Sementara itu, seperti yang dilansir Kompas.com (1/5), pengamat militer dari Institute for Security and Strategic Studies (ISEES) Khairul Fahmi berpandangan bahwa rencana KDM mengirim siswa bermasalah ke barak militer sangat berisiko secara psikologis. Menurutnya, yang dibutuhkan siswa bermasalah bukan pendekatan militer, melainkan pendekatan dengan masalah masing-masing anak dan pendampingan. Artinya, pendekatan yang digunakan harus bersifat pedagogis dan reflektif, bukan koersif.
Dalam hal ini, saya selaku penulis kurang sependapat dengan pandangan Fahmi. Sebab, barangkali dia hanya melihat persoalan dari atas ketinggian menera. Tidak mengerti betul akar persoalan yang memang mendesak untuk segera diatasi. Jika pendekatannya semacam itu, saya rasa pihak sekolah juga telah memiliki guru Bimbingan Konseling (BK). Pasti sudah sering memberikan bimbingan dan petuah untuk siswa bermasalah. Hanya saja, siswa-siswa bermasalah ini sudah tidak terkendali. Sukar diarahkan dan dinasihati. Terkait hal itu, gagasan pendidikan semi militer dari KDM ini menjadi altenatif solusi untuk menampung dan membina siswa bermasalah agar kembali menjadi pribadi yang berakhlak dan disipin. Kembali menjadi pemuda yang berbakti kepada orangtuanya, menghormati gurunya, dan tidak membuat gaduh lingkungan sekitarnya.

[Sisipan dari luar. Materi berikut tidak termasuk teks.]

//! Declarative output schemas for the Crammer generation library.
//!
//! Generation backends produce unstructured text by nature; this crate
//! provides the declared shapes that pin a generation call to a
//! structured contract, and the pure validator that enforces the
//! contract on every returned payload.

mod shape;
mod validate;

pub use shape::{Field, Schema, UnionVariant};
pub use validate::{SchemaViolation, ViolationKind};
//! Request and response types for generation.

use crate::{Message, Output, ToolSpec};
use crammer_schema::Schema;
use serde::{Deserialize, Serialize};

/// Response modality requested from the backend.
#[derive(Debug, Clone, Copy, PartialEq, Eq, Serialize, Deserialize)]
#[serde(rename_all = "UPPERCASE")]
pub enum Modality {
    Text,
    Audio,
}

/// Model configuration for a generation request.
///
/// # Examples
///
/// ```
/// use crammer_core::{GenerationConfig, Modality};
///
/// let speech = GenerationConfig::speech("Algenib");
/// assert_eq!(speech.response_modalities, vec![Modality::Audio]);
/// ```
#[derive(Debug, Clone, PartialEq, Serialize, Deserialize, Default)]
pub struct GenerationConfig {
    /// Modalities the backend should respond with
    pub response_modalities: Vec<Modality>,
    /// Prebuilt voice identifier for audio responses
    pub voice: Option<String>,
}

impl GenerationConfig {
    /// Configuration for a speech (audio-modality) request.
    pub fn speech(voice: impl Into<String>) -> Self {
        Self {
            response_modalities: vec![Modality::Audio],
            voice: Some(voice.into()),
        }
    }
}

/// A generation request. Immutable once issued.
///
/// Carries the conversation, the declared output shape, any tool
/// declarations, and optional model/config selection. The declared
/// schema travels with the request so the backend is instructed to
/// produce the shape the validator will enforce.
#[derive(Debug, Clone, PartialEq, Serialize, Deserialize, Default, derive_builder::Builder)]
#[builder(default)]
pub struct GenerateRequest {
    /// Conversation messages
    pub messages: Vec<Message>,
    /// Model identifier override
    pub model: Option<String>,
    /// Maximum tokens to generate
    pub max_tokens: Option<u32>,
    /// Sampling temperature
    pub temperature: Option<f32>,
    /// Declared shape of the structured result
    pub output_schema: Option<Schema>,
    /// Tools the backend may invoke mid-generation
    pub tools: Vec<ToolSpec>,
    /// Modality/voice configuration
    pub config: Option<GenerationConfig>,
}

impl GenerateRequest {
    /// Returns a builder for constructing a GenerateRequest.
    pub fn builder() -> GenerateRequestBuilder {
        GenerateRequestBuilder::default()
    }

    /// A single-prompt request with a declared output schema.
    pub fn prompt(text: impl Into<String>, output_schema: Schema) -> Self {
        Self {
            messages: vec![Message::user(text)],
            output_schema: Some(output_schema),
            ..Self::default()
        }
    }
}

/// The unified response object.
#[derive(Debug, Clone, PartialEq, Serialize, Deserialize)]
pub struct GenerateResponse {
    /// Outputs produced by the backend
    pub outputs: Vec<Output>,
}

Memang, setiap ide atau program yang out of the box, itu pasti akan menulai pro dan kontra. Pasti ada yang mendukung dan menentang, sehingga keteguhan hati KDM sebagai pemimpin akan diuji.Ternyata, usut punya usut, KDM telah menyebarkan Surat Edaran (SE) yang sudah dikirmkan se-Jabar terkait pendidikan semi militer tersebut. Ada dua kriteria yang wajib dipenuhi. Di antaranya yaitu khusus anak-anak yang sudah mengarah tindakan kriminal dan orangtuanya tidak punya kesanggupan untuk mendidik.

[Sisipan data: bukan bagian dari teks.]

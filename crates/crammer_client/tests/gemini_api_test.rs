//! Tests against the real Gemini API.
//!
//! These require a `GEMINI_API_KEY` in the environment (or a `.env`
//! file) and are ignored by default.
//!
//! Run with: cargo test --package crammer_client -- --ignored

use crammer_client::{CrammerDriver, GeminiClient, Generator};
use crammer_core::{GenerateRequest, RetryPolicy};
use crammer_schema::{Field, Schema};

#[tokio::test]
#[ignore] // Requires GEMINI_API_KEY and network access
async fn structured_generation_round_trip() -> anyhow::Result<()> {
    dotenvy::dotenv().ok();
    let client = GeminiClient::from_env()?;
    let generator = Generator::new(client);

    let request = GenerateRequest::prompt(
        "Summarise photosynthesis for a GCSE student in one sentence.",
        Schema::object([Field::required("summary", Schema::non_empty_string())]),
    );

    let value = generator.generate(&request, &RetryPolicy::default()).await?;
    println!("summary: {}", value["summary"]);
    assert!(value["summary"].as_str().is_some());
    Ok(())
}

#[tokio::test]
#[ignore]
async fn driver_reports_provider_metadata() -> anyhow::Result<()> {
    dotenvy::dotenv().ok();
    let client = GeminiClient::from_env()?;
    assert_eq!(client.provider_name(), "gemini");
    assert_eq!(client.model_name(), "gemini-2.5-flash");
    Ok(())
}
//! Generation client for the Crammer library.
//!
//! Provides the backend driver seam, the single retrying generation
//! client with schema enforcement, the tool-invocation loop, chained
//! flow orchestration, and the Gemini provider integration.

mod cancel;
mod chain;
mod driver;
pub mod gemini;
mod generator;
mod tools;

pub use cancel::CancelSignal;
pub use chain::{Chain, Stage, StageExt};
pub use driver::CrammerDriver;
pub use gemini::GeminiClient;
pub use generator::{AudioPayload, Generator, MAX_TOOL_ROUNDS};
pub use tools::{ToolDeclaration, ToolHandler, ToolSet};
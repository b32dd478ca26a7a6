//! Shared flow plumbing.

use crammer_error::{GenerationError, GenerationErrorKind};
use serde::de::DeserializeOwned;
use serde_json::Value;

/// Decode a schema-validated payload into its typed form.
///
/// The value has already passed validation, so a decode failure means
/// the serde type and the declared schema have drifted apart — a
/// programming error, surfaced as terminal.
pub(crate) fn decode<T: DeserializeOwned>(value: Value) -> Result<T, GenerationError> {
    serde_json::from_value(value).map_err(|e| {
        GenerationError::new(GenerationErrorKind::InvalidResponse(format!(
            "validated payload did not decode: {e}"
        )))
    })
}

Syarat mutlak yang harus dipenuhi yakni harus ada penyerahan oleh orangtua yang dituangkan dalam surat di atas materai. Terkait durasinya, kegiatan tersebut berkisar 6-12 bulan. Namun, tidak menutup kemungkinan kurang dari 6 bulan jika memang targetnya tercapai. Yaitu ada perubahan yang signifikan dari siswa yang bermasalah tersebut. Semua itu bergantung pada perkembangan siswa selama di barak militer. Sementara itu, berdasarkan informasi yang penulis dapatkan, ternyata di dalam barak militer, para pelajar tidak hanya untuk patuh, tertib dan disiplin. Siswa juga distimulus untuk menjadi lebih produktif dan kreatif melalui pelatihan bertani, berkebun, otomotif, dan elektro. Tentu saja, kegiatan yang melibatkan TNI-Polri sebagai pengelolanya, itu diharapkan bisa menstimulus siswa untuk menemukan dan melejitkan bakat dan potensi dirinya.
Pendidikan semi militer tersebut, hemat saya, perlu didukung oleh segenap komponen warga Jabar. Khususnya, elit-elit politik di pusat. Bukan hanya bisa menyindir tanpa memberikan alternatif solusi lainnya untuk mengentaskan persoalan kenalakan dan kriminalitas yang melibatkan remaja. Sebab, saya rasa geberakan semacam itu perlu segera dieksekusi sebelum generasi muda kita hancur oleh judol, miral, narkoba, geng motor, dan sejenisnya. Sebab itulah, barak militer menjadi wadah penempaan diri dan pembentukan watak bagi pemuda.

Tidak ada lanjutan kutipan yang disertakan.